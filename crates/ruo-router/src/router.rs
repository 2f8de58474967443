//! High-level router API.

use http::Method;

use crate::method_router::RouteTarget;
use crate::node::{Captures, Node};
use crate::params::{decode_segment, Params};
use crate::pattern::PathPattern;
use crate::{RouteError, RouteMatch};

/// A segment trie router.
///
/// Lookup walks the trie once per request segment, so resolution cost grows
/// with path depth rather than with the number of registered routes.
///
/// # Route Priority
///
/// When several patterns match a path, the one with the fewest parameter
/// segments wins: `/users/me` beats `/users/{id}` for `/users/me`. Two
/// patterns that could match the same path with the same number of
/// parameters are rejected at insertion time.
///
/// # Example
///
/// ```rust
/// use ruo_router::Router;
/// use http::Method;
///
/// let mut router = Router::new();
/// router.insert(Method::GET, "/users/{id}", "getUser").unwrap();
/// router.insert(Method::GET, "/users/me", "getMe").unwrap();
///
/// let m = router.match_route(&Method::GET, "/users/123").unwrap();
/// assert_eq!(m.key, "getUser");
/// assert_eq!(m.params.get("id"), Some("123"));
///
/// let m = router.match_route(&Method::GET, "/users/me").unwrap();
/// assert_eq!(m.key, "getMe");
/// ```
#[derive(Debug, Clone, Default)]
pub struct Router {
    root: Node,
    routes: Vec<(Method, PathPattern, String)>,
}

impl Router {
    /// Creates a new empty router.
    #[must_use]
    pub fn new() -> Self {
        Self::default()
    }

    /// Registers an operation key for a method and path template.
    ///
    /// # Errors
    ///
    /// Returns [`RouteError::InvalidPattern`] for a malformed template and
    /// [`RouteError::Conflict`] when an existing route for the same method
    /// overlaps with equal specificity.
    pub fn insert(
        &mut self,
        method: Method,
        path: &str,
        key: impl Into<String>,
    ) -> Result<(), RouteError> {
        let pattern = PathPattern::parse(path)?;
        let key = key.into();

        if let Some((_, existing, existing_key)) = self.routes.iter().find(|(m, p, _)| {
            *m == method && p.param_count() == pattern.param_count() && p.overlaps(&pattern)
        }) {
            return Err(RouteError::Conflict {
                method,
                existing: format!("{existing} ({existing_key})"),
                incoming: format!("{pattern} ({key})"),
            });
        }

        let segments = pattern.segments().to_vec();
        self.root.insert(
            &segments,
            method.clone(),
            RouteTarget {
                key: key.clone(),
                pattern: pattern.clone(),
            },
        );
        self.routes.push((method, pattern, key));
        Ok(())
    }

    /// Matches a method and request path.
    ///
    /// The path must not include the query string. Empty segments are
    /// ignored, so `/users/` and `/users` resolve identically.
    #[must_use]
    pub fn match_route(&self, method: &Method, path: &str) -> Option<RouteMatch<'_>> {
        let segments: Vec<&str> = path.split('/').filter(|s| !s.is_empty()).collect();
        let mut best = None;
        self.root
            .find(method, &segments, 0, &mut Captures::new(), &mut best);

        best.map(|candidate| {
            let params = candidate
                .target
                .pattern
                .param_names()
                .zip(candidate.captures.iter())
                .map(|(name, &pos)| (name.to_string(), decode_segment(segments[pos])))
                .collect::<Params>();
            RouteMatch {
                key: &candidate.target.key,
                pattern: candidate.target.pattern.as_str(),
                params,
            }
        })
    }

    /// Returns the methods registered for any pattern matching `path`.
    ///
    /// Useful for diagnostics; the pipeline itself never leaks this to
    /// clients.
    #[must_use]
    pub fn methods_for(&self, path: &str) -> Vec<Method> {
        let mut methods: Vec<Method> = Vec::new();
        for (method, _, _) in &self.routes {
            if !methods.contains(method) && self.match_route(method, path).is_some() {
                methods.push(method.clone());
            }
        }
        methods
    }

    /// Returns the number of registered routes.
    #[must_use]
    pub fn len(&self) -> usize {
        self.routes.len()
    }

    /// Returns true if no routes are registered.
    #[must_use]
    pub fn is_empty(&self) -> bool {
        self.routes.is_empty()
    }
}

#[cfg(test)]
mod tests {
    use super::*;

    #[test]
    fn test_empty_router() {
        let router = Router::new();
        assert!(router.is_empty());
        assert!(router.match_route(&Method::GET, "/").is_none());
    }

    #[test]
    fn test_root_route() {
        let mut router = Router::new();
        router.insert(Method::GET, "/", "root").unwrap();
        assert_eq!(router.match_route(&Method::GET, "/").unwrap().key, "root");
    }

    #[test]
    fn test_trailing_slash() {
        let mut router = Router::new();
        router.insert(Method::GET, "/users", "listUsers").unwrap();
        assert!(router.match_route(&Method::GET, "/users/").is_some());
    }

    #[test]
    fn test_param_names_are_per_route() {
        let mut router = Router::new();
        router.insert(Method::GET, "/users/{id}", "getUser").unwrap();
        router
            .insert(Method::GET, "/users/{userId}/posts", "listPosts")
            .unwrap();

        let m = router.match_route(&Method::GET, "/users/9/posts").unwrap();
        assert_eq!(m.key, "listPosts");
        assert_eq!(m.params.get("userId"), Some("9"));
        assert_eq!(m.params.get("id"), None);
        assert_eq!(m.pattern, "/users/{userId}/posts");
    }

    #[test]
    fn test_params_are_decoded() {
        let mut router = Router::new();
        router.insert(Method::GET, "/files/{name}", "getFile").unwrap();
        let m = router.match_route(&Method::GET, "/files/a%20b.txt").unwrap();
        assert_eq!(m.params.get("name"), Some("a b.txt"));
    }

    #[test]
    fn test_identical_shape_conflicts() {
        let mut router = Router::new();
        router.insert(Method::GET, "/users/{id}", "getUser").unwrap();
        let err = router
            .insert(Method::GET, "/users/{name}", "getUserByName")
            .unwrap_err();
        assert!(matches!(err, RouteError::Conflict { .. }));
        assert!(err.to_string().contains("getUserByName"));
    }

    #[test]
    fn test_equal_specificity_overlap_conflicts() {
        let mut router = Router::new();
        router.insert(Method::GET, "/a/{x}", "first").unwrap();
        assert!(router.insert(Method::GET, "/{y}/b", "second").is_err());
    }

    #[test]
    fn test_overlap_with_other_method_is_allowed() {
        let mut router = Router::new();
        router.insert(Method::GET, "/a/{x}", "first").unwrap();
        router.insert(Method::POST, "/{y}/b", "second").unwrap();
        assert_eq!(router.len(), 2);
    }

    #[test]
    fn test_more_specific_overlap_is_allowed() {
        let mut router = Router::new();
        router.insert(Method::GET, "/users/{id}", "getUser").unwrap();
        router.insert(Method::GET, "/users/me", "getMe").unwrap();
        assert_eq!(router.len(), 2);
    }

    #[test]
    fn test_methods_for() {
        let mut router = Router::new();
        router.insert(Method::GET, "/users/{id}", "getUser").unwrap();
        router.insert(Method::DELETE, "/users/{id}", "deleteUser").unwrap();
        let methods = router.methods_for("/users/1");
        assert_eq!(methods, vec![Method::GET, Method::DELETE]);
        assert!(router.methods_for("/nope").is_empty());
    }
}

========================================================================

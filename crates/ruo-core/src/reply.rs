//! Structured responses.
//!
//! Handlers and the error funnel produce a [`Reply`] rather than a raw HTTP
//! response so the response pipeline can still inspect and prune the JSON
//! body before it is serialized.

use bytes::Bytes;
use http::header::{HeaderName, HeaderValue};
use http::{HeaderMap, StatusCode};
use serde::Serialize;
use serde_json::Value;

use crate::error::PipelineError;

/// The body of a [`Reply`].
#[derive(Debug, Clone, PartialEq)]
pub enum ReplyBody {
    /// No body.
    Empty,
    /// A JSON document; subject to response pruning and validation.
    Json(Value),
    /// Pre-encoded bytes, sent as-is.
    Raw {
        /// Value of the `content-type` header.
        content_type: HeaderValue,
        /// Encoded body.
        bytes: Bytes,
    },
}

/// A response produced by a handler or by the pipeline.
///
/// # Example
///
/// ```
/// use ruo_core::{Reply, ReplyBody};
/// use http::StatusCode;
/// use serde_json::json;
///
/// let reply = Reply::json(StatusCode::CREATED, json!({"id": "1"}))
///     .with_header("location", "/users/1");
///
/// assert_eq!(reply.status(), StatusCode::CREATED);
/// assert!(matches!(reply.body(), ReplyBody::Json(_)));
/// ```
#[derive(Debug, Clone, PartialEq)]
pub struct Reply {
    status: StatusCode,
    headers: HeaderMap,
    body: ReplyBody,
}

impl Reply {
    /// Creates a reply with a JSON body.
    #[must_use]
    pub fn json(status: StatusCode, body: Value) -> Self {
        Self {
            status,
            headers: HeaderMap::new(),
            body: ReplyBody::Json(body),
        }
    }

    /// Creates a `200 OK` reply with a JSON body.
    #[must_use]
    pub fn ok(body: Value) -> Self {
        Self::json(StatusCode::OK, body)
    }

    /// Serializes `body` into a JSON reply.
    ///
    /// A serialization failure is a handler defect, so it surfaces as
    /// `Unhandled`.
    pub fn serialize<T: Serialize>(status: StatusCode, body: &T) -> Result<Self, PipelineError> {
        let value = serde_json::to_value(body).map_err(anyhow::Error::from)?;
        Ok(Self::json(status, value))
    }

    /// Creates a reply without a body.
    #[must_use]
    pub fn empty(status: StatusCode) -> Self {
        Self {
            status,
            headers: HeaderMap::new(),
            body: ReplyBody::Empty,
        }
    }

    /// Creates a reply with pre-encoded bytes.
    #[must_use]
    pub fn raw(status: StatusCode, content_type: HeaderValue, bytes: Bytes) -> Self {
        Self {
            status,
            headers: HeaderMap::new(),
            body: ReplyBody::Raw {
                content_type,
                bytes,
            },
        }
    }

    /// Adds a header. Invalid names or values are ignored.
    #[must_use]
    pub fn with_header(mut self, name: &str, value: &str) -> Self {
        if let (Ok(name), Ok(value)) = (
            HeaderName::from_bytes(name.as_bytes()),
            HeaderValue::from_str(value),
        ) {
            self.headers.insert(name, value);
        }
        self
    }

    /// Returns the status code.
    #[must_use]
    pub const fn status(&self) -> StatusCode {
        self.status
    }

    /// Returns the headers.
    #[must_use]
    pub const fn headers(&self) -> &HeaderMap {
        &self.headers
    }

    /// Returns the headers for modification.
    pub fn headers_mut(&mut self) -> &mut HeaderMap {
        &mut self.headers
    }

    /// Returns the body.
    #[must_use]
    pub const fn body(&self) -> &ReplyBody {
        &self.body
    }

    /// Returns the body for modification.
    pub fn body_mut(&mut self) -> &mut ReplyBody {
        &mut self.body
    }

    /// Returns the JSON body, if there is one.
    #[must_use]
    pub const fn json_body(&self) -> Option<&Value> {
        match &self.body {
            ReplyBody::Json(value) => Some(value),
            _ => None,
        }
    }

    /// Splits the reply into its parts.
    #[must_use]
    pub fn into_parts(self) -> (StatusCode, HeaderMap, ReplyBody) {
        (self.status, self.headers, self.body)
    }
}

========================================================================

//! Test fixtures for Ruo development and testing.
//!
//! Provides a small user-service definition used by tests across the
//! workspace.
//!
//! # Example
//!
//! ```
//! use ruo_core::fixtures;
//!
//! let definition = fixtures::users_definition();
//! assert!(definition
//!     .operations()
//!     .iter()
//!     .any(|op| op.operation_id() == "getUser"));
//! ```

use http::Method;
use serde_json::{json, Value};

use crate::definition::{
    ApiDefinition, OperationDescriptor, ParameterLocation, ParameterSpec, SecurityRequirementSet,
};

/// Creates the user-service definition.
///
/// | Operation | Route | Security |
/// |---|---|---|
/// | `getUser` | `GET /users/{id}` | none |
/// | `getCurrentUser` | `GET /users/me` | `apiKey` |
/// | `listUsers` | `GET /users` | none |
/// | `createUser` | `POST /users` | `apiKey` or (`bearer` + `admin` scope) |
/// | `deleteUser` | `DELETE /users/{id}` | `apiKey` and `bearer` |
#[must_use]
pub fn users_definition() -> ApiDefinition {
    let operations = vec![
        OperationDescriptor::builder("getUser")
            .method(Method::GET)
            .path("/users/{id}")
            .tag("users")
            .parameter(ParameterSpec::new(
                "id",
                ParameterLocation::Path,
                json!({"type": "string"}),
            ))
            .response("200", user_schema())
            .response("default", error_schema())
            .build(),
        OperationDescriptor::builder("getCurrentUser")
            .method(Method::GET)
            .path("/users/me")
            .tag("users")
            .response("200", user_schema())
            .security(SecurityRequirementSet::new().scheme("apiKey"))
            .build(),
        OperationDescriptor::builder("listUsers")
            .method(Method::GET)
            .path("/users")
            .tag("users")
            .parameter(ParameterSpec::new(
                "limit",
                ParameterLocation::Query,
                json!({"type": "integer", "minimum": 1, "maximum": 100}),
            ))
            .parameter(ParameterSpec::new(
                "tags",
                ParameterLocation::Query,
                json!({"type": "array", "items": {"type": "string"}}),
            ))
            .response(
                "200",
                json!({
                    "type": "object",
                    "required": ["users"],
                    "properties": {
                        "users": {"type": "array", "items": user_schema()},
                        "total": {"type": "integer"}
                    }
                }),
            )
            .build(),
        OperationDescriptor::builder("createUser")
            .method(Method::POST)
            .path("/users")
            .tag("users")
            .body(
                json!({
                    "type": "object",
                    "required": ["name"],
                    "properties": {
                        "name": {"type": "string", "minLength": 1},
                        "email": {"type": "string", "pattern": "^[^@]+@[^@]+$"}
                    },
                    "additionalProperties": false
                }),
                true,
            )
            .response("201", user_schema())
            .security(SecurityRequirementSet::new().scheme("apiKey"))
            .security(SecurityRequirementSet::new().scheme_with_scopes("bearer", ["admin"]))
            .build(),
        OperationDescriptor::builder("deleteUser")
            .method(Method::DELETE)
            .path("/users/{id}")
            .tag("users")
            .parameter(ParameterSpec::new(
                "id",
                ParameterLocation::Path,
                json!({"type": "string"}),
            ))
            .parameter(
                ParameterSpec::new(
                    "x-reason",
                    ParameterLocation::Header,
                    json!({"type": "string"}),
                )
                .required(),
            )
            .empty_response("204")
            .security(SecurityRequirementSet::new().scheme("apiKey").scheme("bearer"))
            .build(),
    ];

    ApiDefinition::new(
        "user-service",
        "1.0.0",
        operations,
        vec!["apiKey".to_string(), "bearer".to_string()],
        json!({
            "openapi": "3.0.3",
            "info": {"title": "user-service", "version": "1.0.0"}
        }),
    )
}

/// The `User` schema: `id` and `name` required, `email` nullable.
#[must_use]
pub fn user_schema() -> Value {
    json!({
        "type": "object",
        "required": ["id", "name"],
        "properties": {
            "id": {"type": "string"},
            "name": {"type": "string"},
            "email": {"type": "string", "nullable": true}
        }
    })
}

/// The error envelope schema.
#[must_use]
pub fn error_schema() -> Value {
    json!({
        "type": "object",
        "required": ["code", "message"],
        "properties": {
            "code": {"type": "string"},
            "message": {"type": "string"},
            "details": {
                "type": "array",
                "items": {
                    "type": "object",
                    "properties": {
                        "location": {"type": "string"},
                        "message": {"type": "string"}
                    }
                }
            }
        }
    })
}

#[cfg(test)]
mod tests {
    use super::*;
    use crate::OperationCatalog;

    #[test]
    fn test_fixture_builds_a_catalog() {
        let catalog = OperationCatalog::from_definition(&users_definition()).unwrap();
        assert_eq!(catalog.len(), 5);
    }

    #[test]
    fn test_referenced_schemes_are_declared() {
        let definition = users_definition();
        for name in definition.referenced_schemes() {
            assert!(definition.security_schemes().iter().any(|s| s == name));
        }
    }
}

========================================================================

■ **WHAT IS EXPECTED**:
Go through the entries and copy every line with "HeaderName".

■ **ANSWER SPACE**:
use http::header::{HeaderName, HeaderValue};
            HeaderName::from_bytes(name.as_bytes()),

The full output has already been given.